##### RECORDED INFORMATION #####

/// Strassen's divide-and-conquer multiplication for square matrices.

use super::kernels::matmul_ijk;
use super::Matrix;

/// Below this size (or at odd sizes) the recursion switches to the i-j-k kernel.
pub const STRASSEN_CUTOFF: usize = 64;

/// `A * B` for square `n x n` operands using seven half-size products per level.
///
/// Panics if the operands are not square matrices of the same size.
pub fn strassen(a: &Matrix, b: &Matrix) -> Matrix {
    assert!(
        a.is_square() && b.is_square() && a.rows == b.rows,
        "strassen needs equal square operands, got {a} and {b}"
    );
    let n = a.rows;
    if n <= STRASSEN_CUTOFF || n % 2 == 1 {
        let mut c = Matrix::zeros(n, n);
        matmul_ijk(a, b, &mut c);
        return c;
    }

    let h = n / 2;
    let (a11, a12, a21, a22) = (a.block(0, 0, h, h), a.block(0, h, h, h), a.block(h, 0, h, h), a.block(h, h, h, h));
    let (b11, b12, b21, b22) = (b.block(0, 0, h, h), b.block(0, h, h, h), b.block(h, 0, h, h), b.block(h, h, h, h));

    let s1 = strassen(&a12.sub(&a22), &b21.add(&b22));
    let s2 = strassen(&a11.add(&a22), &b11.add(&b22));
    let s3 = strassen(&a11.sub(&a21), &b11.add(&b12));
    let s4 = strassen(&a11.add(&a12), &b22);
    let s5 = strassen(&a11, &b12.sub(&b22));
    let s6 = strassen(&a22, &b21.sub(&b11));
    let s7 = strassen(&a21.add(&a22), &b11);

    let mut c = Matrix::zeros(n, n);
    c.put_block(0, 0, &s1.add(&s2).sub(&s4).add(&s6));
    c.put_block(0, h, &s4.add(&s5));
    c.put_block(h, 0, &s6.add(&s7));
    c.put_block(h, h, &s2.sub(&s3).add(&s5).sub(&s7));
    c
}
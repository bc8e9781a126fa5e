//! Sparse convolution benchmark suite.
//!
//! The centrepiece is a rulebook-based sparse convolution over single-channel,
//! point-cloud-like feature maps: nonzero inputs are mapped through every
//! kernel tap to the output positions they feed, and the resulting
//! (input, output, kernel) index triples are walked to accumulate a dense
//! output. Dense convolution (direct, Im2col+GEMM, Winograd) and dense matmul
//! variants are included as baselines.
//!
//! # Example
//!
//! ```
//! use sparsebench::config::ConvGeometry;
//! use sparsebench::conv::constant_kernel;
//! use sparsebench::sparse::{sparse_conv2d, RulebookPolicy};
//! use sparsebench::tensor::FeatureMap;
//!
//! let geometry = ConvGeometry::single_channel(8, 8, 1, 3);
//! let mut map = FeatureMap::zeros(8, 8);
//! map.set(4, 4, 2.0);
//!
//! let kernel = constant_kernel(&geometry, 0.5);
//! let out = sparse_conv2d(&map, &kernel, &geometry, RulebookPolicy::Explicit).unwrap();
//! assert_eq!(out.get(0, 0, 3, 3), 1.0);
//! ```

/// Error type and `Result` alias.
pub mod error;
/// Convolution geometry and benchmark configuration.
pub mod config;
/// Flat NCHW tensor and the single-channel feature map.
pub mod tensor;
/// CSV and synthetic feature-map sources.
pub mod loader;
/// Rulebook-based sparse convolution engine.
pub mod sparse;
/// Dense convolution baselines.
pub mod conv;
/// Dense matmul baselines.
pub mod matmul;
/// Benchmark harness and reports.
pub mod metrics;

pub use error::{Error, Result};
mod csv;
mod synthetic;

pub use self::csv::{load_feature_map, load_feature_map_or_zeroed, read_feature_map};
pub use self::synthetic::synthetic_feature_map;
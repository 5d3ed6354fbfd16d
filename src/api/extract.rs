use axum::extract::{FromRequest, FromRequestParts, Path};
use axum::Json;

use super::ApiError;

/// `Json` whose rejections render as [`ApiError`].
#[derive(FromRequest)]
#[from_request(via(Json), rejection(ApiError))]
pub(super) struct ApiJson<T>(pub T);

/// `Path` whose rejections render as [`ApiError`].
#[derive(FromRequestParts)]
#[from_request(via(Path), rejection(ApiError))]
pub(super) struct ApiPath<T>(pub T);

#####

Search the lines above for the string "FeatureMap", then show every one that has it.

//! use sparsebench::tensor::FeatureMap;
//! let mut map = FeatureMap::zeros(8, 8);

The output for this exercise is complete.